Many girls teach for a few years before entering some other occupation. Perhaps they earn money in this way to take a course at a college or university, and afterwards they may either return to teaching or enter some other profession. There are other girls who are what we call "born teachers." They love more than anything else, guiding, training, and helping children. It is no trouble to them, but rather a delight, to show and direct, gently, repeatedly, untiringly, along the path of knowledge. Girls who are born teachers should receive every encouragement to devote themselves to teaching until they have homes to look after and children of their own to teach. Many good teachers teach only for a few years and do excellent work. But it is to the "born teachers" that we must look for the happiness of the school and its highest development.

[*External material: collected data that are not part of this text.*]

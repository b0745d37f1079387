//! In-memory [`RecordStore`] for tests and local runs.
//!
//! All tables live in one `RwLock`-guarded state so every call sees a
//! consistent snapshot. Vector search is brute-force cosine similarity;
//! full-text search ranks by the share of query terms present in a chunk.

use crate::db::models::chunk::{format_embedding, parse_embedding};
use crate::db::models::*;
use crate::db::store::{
    ChunkMatch, JobUpdate, NewChunk, NewFile, NewMerkleNode, NewSuggestion, RecordStore, VectorQuery,
};
use crate::errors::{AppError, Result};
use async_trait::async_trait;
use std::collections::{BTreeMap, HashMap};
use std::sync::atomic::{AtomicBool, Ordering};
use std::sync::RwLock;
use uuid::Uuid;

#[derive(Default)]
struct State {
    repos: HashMap<Uuid, Repo>,
    files: HashMap<Uuid, FileRecord>,
    chunks: HashMap<String, Chunk>,
    /// Keyed by (file_id, chunk_order)
    links: BTreeMap<(Uuid, i32), FileChunkLink>,
    merkle_nodes: BTreeMap<(Uuid, String), MerkleNode>,
    suggestions: Vec<Suggestion>,
    decisions: Vec<ReviewDecision>,
    jobs: HashMap<String, Job>,
}

/// In-memory record store
#[derive(Default)]
pub struct MemoryRecordStore {
    state: RwLock<State>,
    vector_search_unavailable: AtomicBool,
}

fn poisoned(_: impl std::fmt::Display) -> AppError {
    AppError::Store {
        message: "record store lock poisoned".to_string(),
    }
}

fn now() -> chrono::DateTime<chrono::FixedOffset> {
    chrono::Utc::now().into()
}

fn cosine_sim(a: &[f32], b: &[f32]) -> f64 {
    if a.len() != b.len() || a.is_empty() {
        return 0.0;
    }
    let dot: f32 = a.iter().zip(b.iter()).map(|(x, y)| x * y).sum();
    let mag_a: f32 = a.iter().map(|x| x * x).sum::<f32>().sqrt();
    let mag_b: f32 = b.iter().map(|x| x * x).sum::<f32>().sqrt();
    if mag_a < f32::EPSILON || mag_b < f32::EPSILON {
        0.0
    } else {
        (dot / (mag_a * mag_b)) as f64
    }
}

fn terms(text: &str) -> Vec<String> {
    text.split(|c: char| !c.is_alphanumeric())
        .filter(|t| !t.is_empty())
        .map(str::to_lowercase)
        .collect()
}
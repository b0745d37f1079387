//! Elbow-based relevance cutoff
//!
//! Similarity scores from nearest-neighbour search decay roughly
//! monotonically. Instead of a fixed top-K, the cutoff is placed where the
//! decay flattens out.

mod analyzer;
mod retrieval;

pub use analyzer::{detect_knee_point, detect_percentage_drop, detect_rate_change, ElbowAnalyzer};
pub use retrieval::ElbowRetrieval;

use serde::{Deserialize, Serialize};
use std::collections::BTreeMap;

/// How a cutoff was decided
#[derive(Debug, Clone, Copy, Serialize, Deserialize, PartialEq, Eq)]
#[serde(rename_all = "snake_case")]
pub enum CutoffMethod {
    /// Fewer scores than the minimum
    FallbackMin,
    /// Few enough significant scores to keep them all
    ThresholdFilter,
    /// Median of the detectors that fired
    Ensemble,
    /// No detector fired; decided by score spread
    AdaptiveFallback,
    /// Vector search was empty; lexical matches kept up to the minimum
    LexicalFallback,
    /// Nothing retrieved
    NoResults,
}

impl CutoffMethod {
    pub fn as_str(&self) -> &'static str {
        match self {
            CutoffMethod::FallbackMin => "fallback_min",
            CutoffMethod::ThresholdFilter => "threshold_filter",
            CutoffMethod::Ensemble => "ensemble",
            CutoffMethod::AdaptiveFallback => "adaptive_fallback",
            CutoffMethod::LexicalFallback => "lexical_fallback",
            CutoffMethod::NoResults => "no_results",
        }
    }
}

/// Individual elbow detector
#[derive(Debug, Clone, Copy, Serialize, Deserialize, PartialEq, Eq, PartialOrd, Ord)]
#[serde(rename_all = "snake_case")]
pub enum ElbowDetector {
    KneeDetection,
    RateChange,
    PercentageDrop,
}

/// Score range of a cut result set
#[derive(Debug, Clone, Copy, Serialize, Deserialize, PartialEq)]
pub struct SimilarityRange {
    pub highest: f64,
    pub lowest: f64,
    pub cutoff_score: f64,
}

/// Why the cutoff landed where it did
#[derive(Debug, Clone, Serialize, Deserialize, PartialEq)]
pub struct ElbowDiagnostics {
    pub method: CutoffMethod,

    /// Results of the detectors that fired
    #[serde(default, skip_serializing_if = "BTreeMap::is_empty")]
    pub individual_methods: BTreeMap<ElbowDetector, usize>,

    pub chosen_point: Option<usize>,

    /// Scores analysed, after truncation
    pub total_scores: usize,

    /// Scores kept by the significance filter
    pub relevant_scores: usize,

    pub highest_score: f64,
    pub lowest_score: f64,

    /// Score at the cutoff position
    pub elbow_score: Option<f64>,

    /// Candidates fetched before the cutoff
    #[serde(default, skip_serializing_if = "Option::is_none")]
    pub initial_retrieval_count: Option<usize>,

    #[serde(default, skip_serializing_if = "Option::is_none")]
    pub similarity_range: Option<SimilarityRange>,
}

impl ElbowDiagnostics {
    pub(crate) fn new(method: CutoffMethod, scores: &[f64], relevant_scores: usize) -> Self {
        Self {
            method,
            individual_methods: BTreeMap::new(),
            chosen_point: None,
            total_scores: scores.len(),
            relevant_scores,
            highest_score: scores.first().copied().unwrap_or(0.0),
            lowest_score: scores.last().copied().unwrap_or(0.0),
            elbow_score: None,
            initial_retrieval_count: None,
            similarity_range: None,
        }
    }
}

The girl who means to be a teacher should look forward to spending a number of years in school. She will enjoy this, for the teacher must be a student and must love studying. It may be that her family cannot afford to keep her at school. Then she can do what so many other girls have done. She can go to work to earn money for her own support, and while doing this she can save part of her earnings so that later she may return to school. The school vacation in summer offers opportunities for paid work, and every girl of energy and determination can find work to do.
The girl who is to be a teacher should never be satisfied with a minimum of learning. If this is her attitude toward school, then she should never be a teacher; because no girl or woman can be a good teacher who does not love to learn. The office of a teacher is a sacred trust, since she is responsible for the future well-being and happiness of little children. So if the girl does not love to learn, she should find some work other than teaching.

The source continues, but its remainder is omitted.